[[ Data section open ]]

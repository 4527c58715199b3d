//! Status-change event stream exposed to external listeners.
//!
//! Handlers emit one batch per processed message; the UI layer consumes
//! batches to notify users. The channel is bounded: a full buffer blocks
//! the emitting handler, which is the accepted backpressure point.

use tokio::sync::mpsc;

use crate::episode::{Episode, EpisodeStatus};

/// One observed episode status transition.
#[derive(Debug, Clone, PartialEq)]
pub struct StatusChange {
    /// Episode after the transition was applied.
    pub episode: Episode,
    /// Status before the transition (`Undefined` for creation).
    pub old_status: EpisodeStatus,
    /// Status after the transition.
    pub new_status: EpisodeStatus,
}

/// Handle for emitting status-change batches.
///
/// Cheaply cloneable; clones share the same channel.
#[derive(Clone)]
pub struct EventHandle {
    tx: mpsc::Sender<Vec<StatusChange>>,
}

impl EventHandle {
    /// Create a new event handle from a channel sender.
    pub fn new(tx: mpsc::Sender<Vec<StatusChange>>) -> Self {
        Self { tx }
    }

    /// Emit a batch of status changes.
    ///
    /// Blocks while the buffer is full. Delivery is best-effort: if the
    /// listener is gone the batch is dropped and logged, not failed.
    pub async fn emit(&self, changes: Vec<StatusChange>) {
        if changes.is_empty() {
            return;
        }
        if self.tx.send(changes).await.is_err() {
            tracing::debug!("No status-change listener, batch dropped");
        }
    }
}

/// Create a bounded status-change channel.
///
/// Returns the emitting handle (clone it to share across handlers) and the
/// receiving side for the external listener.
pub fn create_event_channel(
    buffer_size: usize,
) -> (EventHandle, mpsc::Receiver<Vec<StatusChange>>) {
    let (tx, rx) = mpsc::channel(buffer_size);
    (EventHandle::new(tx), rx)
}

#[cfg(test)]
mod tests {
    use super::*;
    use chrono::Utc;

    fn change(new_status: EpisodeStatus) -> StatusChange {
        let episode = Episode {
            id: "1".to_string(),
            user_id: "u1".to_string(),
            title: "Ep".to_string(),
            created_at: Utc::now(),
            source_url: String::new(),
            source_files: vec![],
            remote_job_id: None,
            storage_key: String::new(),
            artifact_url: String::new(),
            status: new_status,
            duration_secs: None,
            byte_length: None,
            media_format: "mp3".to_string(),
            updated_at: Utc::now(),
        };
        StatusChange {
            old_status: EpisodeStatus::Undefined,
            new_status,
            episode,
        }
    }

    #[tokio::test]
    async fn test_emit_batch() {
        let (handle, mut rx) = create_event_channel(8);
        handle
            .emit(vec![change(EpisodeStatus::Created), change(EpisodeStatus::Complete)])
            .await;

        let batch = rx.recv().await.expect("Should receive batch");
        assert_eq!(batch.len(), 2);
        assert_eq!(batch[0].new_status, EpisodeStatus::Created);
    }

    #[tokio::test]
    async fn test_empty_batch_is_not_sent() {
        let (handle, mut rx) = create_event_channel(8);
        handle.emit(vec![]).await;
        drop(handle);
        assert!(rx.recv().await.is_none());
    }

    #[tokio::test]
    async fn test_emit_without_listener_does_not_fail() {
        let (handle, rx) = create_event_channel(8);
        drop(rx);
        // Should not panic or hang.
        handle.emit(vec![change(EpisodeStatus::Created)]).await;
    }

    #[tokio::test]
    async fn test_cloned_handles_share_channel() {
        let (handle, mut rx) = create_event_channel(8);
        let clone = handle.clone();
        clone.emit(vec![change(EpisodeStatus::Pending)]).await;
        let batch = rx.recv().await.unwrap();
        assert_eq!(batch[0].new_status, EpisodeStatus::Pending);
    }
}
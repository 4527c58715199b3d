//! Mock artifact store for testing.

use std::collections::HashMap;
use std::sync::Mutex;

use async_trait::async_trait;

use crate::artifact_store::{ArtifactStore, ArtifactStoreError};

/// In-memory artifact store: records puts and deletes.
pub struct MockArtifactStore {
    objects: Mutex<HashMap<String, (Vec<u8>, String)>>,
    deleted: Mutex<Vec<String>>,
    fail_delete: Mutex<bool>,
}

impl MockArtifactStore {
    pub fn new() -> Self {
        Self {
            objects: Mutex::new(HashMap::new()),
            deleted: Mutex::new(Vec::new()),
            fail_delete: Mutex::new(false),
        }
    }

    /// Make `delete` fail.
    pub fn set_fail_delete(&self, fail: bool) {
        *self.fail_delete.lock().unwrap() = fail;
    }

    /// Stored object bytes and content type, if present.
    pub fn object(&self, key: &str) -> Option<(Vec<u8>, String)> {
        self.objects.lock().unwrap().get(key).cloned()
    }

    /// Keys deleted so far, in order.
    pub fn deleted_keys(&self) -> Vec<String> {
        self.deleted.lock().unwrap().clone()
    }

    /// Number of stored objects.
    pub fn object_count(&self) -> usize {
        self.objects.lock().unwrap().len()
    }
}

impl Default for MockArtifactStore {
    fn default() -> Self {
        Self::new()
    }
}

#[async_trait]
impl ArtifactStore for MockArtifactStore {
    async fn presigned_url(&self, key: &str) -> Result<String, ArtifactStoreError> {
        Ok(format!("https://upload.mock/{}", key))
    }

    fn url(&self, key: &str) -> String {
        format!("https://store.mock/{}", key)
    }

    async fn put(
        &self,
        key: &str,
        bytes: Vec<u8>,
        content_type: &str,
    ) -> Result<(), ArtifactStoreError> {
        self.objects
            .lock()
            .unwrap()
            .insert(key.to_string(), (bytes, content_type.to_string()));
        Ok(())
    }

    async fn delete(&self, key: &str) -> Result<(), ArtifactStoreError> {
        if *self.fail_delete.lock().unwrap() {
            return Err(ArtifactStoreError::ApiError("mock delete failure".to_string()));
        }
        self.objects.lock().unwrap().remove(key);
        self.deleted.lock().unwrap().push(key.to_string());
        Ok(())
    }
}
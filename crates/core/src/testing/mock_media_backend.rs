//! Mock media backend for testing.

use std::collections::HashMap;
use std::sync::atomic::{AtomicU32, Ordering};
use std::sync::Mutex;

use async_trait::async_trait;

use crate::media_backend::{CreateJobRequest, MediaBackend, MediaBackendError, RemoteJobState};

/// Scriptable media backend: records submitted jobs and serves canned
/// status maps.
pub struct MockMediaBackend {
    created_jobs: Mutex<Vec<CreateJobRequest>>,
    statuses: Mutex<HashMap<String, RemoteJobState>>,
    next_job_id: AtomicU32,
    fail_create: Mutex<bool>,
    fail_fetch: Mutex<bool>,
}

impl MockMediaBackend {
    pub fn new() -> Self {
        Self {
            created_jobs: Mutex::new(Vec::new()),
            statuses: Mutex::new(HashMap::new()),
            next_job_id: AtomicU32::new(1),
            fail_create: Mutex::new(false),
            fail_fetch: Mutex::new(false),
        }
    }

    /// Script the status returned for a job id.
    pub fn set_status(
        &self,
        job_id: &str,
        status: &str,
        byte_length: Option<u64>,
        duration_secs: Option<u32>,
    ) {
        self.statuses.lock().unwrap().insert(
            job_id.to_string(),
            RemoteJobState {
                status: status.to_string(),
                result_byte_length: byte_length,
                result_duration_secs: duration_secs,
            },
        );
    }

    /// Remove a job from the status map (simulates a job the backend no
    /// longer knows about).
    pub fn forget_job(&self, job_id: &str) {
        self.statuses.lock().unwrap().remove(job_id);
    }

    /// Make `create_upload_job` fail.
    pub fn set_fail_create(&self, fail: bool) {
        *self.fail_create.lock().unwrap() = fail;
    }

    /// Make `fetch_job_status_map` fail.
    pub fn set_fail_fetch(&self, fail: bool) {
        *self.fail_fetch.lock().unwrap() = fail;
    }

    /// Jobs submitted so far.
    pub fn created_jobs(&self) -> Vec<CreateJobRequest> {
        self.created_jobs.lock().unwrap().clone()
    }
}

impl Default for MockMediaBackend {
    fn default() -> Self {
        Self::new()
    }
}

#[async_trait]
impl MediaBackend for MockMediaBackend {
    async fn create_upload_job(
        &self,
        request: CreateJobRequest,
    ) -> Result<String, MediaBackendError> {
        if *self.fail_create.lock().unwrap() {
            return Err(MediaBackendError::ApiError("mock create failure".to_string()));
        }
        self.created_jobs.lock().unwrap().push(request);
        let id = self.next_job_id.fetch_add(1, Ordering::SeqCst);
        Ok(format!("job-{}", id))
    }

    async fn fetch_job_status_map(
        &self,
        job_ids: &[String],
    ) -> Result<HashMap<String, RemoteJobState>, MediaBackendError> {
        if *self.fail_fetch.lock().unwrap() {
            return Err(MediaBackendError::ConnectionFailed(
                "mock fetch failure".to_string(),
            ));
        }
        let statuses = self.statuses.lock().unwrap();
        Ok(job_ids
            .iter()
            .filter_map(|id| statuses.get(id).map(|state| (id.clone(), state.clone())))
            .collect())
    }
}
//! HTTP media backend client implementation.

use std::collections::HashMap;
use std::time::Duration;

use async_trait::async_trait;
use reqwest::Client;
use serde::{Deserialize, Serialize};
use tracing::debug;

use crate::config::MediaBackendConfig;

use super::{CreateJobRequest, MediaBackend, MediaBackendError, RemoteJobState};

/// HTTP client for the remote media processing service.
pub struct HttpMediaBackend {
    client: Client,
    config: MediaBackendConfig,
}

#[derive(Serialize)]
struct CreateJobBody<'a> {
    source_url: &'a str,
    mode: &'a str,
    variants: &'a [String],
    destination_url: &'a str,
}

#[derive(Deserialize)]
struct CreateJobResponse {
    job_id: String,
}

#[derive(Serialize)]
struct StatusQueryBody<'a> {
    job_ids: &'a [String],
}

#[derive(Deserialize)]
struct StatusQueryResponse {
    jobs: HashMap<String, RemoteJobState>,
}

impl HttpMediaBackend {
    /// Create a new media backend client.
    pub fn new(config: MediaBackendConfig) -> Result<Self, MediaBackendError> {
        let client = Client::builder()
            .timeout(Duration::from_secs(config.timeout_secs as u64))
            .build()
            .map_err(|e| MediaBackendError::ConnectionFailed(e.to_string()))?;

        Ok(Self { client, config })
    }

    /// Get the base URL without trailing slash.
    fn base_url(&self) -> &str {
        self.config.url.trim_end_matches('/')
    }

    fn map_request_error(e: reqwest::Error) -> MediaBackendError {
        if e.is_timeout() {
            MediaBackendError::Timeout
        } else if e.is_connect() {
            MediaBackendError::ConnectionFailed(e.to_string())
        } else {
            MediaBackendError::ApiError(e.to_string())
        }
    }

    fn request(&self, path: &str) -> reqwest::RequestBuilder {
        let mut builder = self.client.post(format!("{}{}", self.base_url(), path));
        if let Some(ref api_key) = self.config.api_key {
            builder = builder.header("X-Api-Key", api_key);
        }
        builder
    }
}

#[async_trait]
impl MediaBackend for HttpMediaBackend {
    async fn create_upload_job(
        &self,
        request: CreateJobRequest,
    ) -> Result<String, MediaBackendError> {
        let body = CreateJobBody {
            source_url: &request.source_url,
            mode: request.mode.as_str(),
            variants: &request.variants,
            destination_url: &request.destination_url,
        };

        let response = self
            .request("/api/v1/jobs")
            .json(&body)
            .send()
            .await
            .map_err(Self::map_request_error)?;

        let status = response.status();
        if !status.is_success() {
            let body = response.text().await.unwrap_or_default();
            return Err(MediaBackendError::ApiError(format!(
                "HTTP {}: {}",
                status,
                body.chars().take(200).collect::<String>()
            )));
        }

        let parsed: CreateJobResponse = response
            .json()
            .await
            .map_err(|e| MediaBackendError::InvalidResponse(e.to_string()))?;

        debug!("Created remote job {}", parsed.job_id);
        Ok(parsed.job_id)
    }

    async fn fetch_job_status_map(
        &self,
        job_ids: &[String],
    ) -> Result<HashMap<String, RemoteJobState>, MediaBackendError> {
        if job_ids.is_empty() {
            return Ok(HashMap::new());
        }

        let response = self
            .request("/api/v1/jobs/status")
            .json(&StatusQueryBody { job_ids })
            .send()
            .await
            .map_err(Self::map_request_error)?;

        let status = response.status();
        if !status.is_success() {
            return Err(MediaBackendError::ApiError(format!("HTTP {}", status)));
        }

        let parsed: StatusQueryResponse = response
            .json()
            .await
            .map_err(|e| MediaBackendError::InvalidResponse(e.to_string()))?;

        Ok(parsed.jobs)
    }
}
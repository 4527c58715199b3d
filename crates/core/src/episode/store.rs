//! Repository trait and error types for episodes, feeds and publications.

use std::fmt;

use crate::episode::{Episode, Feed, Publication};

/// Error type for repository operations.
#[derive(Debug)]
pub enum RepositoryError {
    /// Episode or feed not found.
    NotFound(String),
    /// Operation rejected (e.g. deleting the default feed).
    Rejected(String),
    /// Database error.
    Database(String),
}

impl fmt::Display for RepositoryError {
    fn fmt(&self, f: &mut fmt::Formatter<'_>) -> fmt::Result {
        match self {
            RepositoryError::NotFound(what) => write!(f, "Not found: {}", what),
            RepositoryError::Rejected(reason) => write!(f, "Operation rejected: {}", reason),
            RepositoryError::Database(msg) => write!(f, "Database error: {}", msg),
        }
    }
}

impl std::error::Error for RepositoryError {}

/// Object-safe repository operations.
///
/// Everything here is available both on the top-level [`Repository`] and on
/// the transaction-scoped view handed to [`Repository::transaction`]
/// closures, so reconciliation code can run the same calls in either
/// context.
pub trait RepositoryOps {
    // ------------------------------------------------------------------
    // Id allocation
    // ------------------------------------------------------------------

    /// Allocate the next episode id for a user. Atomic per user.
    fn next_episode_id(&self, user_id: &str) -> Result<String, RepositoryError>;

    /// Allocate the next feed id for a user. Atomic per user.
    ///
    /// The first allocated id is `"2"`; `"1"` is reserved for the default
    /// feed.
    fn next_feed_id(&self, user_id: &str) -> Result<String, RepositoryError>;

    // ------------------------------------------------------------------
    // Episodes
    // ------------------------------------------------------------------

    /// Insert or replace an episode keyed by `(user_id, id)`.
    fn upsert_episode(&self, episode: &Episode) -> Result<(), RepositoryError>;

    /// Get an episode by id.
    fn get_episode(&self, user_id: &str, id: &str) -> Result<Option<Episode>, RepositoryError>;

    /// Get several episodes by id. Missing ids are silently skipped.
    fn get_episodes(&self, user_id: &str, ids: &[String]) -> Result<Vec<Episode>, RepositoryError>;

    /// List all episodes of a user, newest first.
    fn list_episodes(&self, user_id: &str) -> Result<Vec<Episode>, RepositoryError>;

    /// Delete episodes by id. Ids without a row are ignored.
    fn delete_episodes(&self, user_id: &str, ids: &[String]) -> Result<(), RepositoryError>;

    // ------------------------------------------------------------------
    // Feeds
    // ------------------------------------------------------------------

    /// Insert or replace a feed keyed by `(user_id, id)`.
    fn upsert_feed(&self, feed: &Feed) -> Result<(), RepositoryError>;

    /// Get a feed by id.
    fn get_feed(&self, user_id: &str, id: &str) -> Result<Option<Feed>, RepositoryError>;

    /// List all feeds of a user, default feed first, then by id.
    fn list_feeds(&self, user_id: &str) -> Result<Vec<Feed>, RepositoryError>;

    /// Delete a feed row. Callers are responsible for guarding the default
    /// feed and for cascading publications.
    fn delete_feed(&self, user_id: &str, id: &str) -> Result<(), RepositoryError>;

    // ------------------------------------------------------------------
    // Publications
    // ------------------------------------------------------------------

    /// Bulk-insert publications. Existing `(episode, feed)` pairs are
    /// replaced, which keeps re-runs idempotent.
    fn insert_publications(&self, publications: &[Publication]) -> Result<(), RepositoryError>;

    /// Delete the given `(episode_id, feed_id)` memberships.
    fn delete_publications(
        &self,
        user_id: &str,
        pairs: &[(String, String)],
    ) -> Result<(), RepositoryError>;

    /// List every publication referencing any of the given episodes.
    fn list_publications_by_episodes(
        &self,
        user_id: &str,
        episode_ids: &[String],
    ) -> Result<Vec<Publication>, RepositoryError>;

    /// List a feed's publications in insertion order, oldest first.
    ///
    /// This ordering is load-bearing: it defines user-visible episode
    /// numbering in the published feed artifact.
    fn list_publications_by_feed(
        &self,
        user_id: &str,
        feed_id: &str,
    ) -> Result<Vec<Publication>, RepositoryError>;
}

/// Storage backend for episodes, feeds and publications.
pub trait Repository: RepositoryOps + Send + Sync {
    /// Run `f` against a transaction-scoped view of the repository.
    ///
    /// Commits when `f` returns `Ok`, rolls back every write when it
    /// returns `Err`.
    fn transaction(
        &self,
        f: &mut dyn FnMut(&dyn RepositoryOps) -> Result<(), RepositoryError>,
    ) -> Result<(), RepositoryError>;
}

[[ Data section closed ]]

▸ **Brief**:
Filter the records above for "Make" and copy every matching line.

▸ **Solution for this exercise**:
    /// Make `delete` fail.
    /// Make `create_upload_job` fail.
    /// Make `fetch_job_status_map` fail.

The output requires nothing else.